In summer 2007, Chicago police officers learned from a confidential informant that a person named “Joe” sold heroin out of a south-side apartment later determined to be the residence of Joe Hester. “Joe,” reported the informant, had brandished a chrome, semi-automatic firearm when selling him drugs. Based on this information, Officer Cedric Taylor prepared a probable-cause affidavit and obtained a warrant to search the apartment and seize the weapon. While executing the warrant, police officers located and seized multiple weapons, as well as powder and crack cocaine. Hester also admitted to the officers that everything illegal in the apartment was his. Hester was arrested on state charges that were later dismissed.

In October 2008 Hester was arrested on a federal charge of possession of a firearm while a felon. See 18 U.S.C. § 922(g)(1). *582 After his initial appearance, he was detained while the government sought an indictment. Before Hester was indicted, then Chief Judge Holderman granted the government three continuances. One continuance was granted in order to accommodate a grand jury witness who wished to retain counsel, another to allow the government more time to receive the results of forensic tests on narcotics and fingerprints from Hester’s apartment, and the third to allow more time for the fingerprint analysis to be completed. Hester was indicted in February 2009 on two counts of possession with intent to distribute a controlled substance, see 21 U.S.C. § 841(a)(1), and one count of possessing a weapon while a felon.

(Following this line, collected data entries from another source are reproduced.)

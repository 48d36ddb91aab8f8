//! Entry point for the graph-gateway binary: builds configuration, connects
//! whichever adapters have credentials in the environment, and serves the
//! HTTP router (spec §5/§6).

use std::sync::Arc;

use clap::Parser;
use http_server::config::{Cli, Config};
use http_server::state::AppState;
use tokio::net::TcpListener;
use tracing::info;

#[tokio::main]
async fn main() -> anyhow::Result<()> {
    let cli = Cli::parse();
    let config = Config::load(cli)?;

    http_server::init_tracing(&config.log_level);
    info!("starting graph-gateway");

    let registry = Arc::new(http_server::build_registry(&config).await?);
    let cache = Arc::new(result_cache::ResultCache::new(
        config.cache_ttl,
        config.cache_max_entries,
    ));

    let state = AppState { registry, cache };
    let app = http_server::build_app(state);

    let listener = TcpListener::bind(config.bind_addr.as_str()).await?;
    info!(addr = %config.bind_addr, "listening");

    axum::serve(listener, app).await?;

    Ok(())
}
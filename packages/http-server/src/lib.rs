//! Thin HTTP dispatch plane (spec §4.I): engine routing, the four
//! cross-cutting query parameters, cache-header tagging, and gzip/timing
//! middleware. Exposed as a library, in addition to the `graph-gateway`
//! binary, so the router can be exercised directly in integration tests
//! without a live back-end.

pub mod config;
pub mod context;
pub mod error;
pub mod middleware;
pub mod routes;
pub mod state;

use std::sync::Arc;
use std::time::Duration;

use anyhow::Result;
use axum::middleware::from_fn;
use axum::Router;
use engine_contract::{EngineRegistry, GraphEngine};
use engine_neo4j::{Neo4jDialect, Neo4jEngine};
use engine_relational::RelationalEngine;
use tower_http::cors::CorsLayer;
use tower_http::trace::TraceLayer;
use tracing::info;

use config::Config;
use state::AppState;

const POSTGRES_MAX_CONNECTIONS: u32 = 10;
const POSTGRES_ACQUIRE_TIMEOUT: Duration = Duration::from_secs(5);

/// Connect every adapter named by `config`'s environment and build the
/// immutable registry behind it. Adapters with no credentials configured
/// are simply absent, per spec §6 ("adapters absent from configuration
/// MUST NOT appear in `/api/engines`").
pub async fn build_registry(config: &Config) -> Result<EngineRegistry> {
    let mut engines: Vec<Arc<dyn GraphEngine>> = Vec::new();

    if let Some(neo4j) = &config.neo4j_native {
        engines.push(Arc::new(Neo4jEngine::new(
            Neo4jDialect::Native,
            neo4j.url.clone(),
            neo4j.user.clone(),
            neo4j.password.clone(),
            "neo4j",
        )));
        info!("registered engine: neo4j");
    }

    if let Some(neo4j) = &config.neo4j_memory {
        engines.push(Arc::new(Neo4jEngine::new(
            Neo4jDialect::InMemory,
            neo4j.url.clone(),
            neo4j.user.clone(),
            neo4j.password.clone(),
            "default",
        )));
        info!("registered engine: neo4j-memory");
    }

    if let Some(database_url) = &config.database_url {
        let relational = RelationalEngine::connect(
            database_url,
            "postgres",
            POSTGRES_MAX_CONNECTIONS,
            POSTGRES_ACQUIRE_TIMEOUT,
        )
        .await?;
        engines.push(Arc::new(relational));
        info!("registered engine: postgres");
    }

    Ok(EngineRegistry::new(engines, config.default_engine.clone())?)
}

/// Assemble the full router: routes, cache-header tagging, tracing, CORS,
/// and the hand-rolled timing/compression layers (spec §4.I).
pub fn build_app(state: AppState) -> Router {
    routes::build_router(state)
        .layer(TraceLayer::new_for_http())
        .layer(CorsLayer::permissive())
        .layer(from_fn(middleware::timing::track_response_time))
        .layer(from_fn(middleware::compression::negotiate_gzip))
}

pub fn init_tracing(log_level: &str) {
    use tracing_subscriber::{fmt, layer::SubscriberExt, util::SubscriberInitExt, EnvFilter};

    let env_filter = EnvFilter::try_from_default_env()
        .unwrap_or_else(|_| EnvFilter::new(format!("graph_gateway={log_level},tower_http=info")));

    tracing_subscriber::registry()
        .with(env_filter)
        .with(fmt::layer().with_target(true))
        .init();
}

Following his arraignment Hester moved to dismiss the charges under the Speedy Trial Act because he was not indicted within 30 days after his arrest (the period actually was four months). 18 U.S.C. § 3161(b). District Judge Manning, to whom the case had been reassigned, denied the motion. After reviewing the earlier findings supporting the continuances, Judge Manning concluded that they sufficed to exclude all of the covered period and thus no Speedy Trial Act violation had occurred.

Three months later Hester moved again to dismiss the charges against him, this time arguing that his prior felony convictions in Illinois could not serve as predicate felonies for the felon-in-possession charge because Illinois had restored his civil rights after his release from prison. Judge Dow, to whom the case had again been reassigned, denied this motion because Hester had another prior felony conviction: felony burglary in Georgia.

Six months later Hester moved to dismiss the charges against him a third time, asserting that he had been deprived the assistance of counsel when his retained lawyer, William Laws, failed to file a formal appearance with the court. At an evidentiary hearing on the matter, Laws testified that he had appeared in court and advocated for Hester at both his bail hearing and his arraignment, but never intended to represent him and appeared only as a “friend of the court.” Judge Dow denied this motion as well, concluding that Hester’s argument exalted form over substance, and that Laws actually represented Hester despite his failure to file a formal appearance.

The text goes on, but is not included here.